Examiner: Understanding Oreo's Law
November 25, 12:34 PMSF ExaminerNathan Winograd
Following the tragic killing of an abused dog by the ASPCA in New York City, despite the offer of a No Kill sanctuary to guarantee her lifetime care, two New York State legislators have introduced a bill to prevent this from happening again. Named after the dog sacrificed to expediency by the ASPCA, “Oreo’s Law” would make it illegal for a shelter in New York State to kill an animal if a rescue group or No Kill shelter is willing to save that animal’s life.

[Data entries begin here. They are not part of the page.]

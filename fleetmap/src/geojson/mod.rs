//! GeoJSON codec for marker data.
//!
//! Three documents share the same shape:
//!
//! - the bundled snapshot read once at startup to seed the store
//! - the export written after every successful fetch (`properties: {id}`)
//! - the render source handed to map SDKs (`id`, `name`, `selected`)
//!
//! # Example
//!
//! ```ignore
//! use fleetmap::geojson;
//!
//! let store = geojson::load_snapshot("assets/trucks.geojson")?;
//! let document = geojson::from_entities(store.entities());
//! ```

mod types;

pub use types::{
    CollectionType, Feature, FeatureCollection, FeatureProperties, FeatureType, Geometry,
};

use std::path::{Path, PathBuf};

use thiserror::Error;

use crate::geo::{GeoError, LatLon};
use crate::store::{EntityId, FeatureStore, PositionRecord, TrackedEntity};

/// Errors reading GeoJSON documents.
#[derive(Debug, Error)]
pub enum GeoJsonError {
    /// The document is not a valid point FeatureCollection.
    #[error("Invalid GeoJSON: {0}")]
    Parse(#[from] serde_json::Error),

    /// A feature carries coordinates outside the valid range.
    #[error("Feature {id} has invalid coordinates: {source}")]
    InvalidCoordinates { id: EntityId, source: GeoError },

    /// The document could not be read.
    #[error("Failed to read {path}: {source}")]
    Io {
        path: PathBuf,
        source: std::io::Error,
    },
}

/// Parse a FeatureCollection from raw bytes.
pub fn parse_collection(bytes: &[u8]) -> Result<FeatureCollection, GeoJsonError> {
    Ok(serde_json::from_slice(bytes)?)
}

fn point_feature(properties: FeatureProperties, position: LatLon) -> Feature {
    Feature {
        kind: FeatureType::Feature,
        geometry: Geometry::Point {
            coordinates: position.to_position(),
        },
        properties,
    }
}

/// Export document for a fetch: one point per record, `properties: {id}`.
pub fn from_records(records: &[PositionRecord]) -> FeatureCollection {
    let features = records
        .iter()
        .map(|record| {
            point_feature(
                FeatureProperties {
                    id: record.id.clone(),
                    name: None,
                    selected: None,
                },
                record.position,
            )
        })
        .collect();

    FeatureCollection::new(features)
}

/// Render source for the current store contents, including `selected`.
pub fn from_entities(entities: &[TrackedEntity]) -> FeatureCollection {
    let features = entities
        .iter()
        .map(|entity| {
            point_feature(
                FeatureProperties {
                    id: entity.id.clone(),
                    name: entity.name.clone(),
                    selected: Some(entity.selected),
                },
                entity.position,
            )
        })
        .collect();

    FeatureCollection::new(features)
}

/// Convert features into unselected entities, validating coordinates.
pub fn to_entities(collection: &FeatureCollection) -> Result<Vec<TrackedEntity>, GeoJsonError> {
    collection
        .features
        .iter()
        .map(|feature| {
            let Geometry::Point { coordinates } = feature.geometry;
            let id = feature.properties.id.clone();
            let position = LatLon::from_position(coordinates)
                .map_err(|source| GeoJsonError::InvalidCoordinates {
                    id: id.clone(),
                    source,
                })?;

            let mut entity = TrackedEntity::new(id, position);
            entity.name = feature.properties.name.clone();
            Ok(entity)
        })
        .collect()
}

/// Read the bundled snapshot and build the initial store.
pub fn load_snapshot(path: impl AsRef<Path>) -> Result<FeatureStore, GeoJsonError> {
    let path = path.as_ref();
    let bytes = std::fs::read(path).map_err(|source| GeoJsonError::Io {
        path: path.to_path_buf(),
        source,
    })?;

    let collection = parse_collection(&bytes)?;
    Ok(FeatureStore::from_entities(to_entities(&collection)?))
}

Modeled after a successful California law, Oreo’s Law would save animals who are healthy and friendly but who shelters are threatening to kill. It will save sick, injured, or traumatized animals like Oreo in cases where No Kill shelters and rescue groups have the ability to rehabilitate them or provide lifetime care. It will save animals who a shelter claims are “aggressive” even though they are not or may be rehabilitatable. It would save feral cats at shelters which oppose TNR programs and which are determined to kill them. And it will provide a form of whistleblower protection for animal rescuers by protecting their right to continue to save animals when they expose inhumane conditions at shelters. Currently, shelters can retaliate by barring them and killing the animals they want to save if they go public with concerns.
By seeking to limit what is now the almost unrestrained power to kill animals by shelters, and because it empowers those who want to save animals from those who are threatening to kill them, Oreo’s Law is central to the fight for a No Kill nation.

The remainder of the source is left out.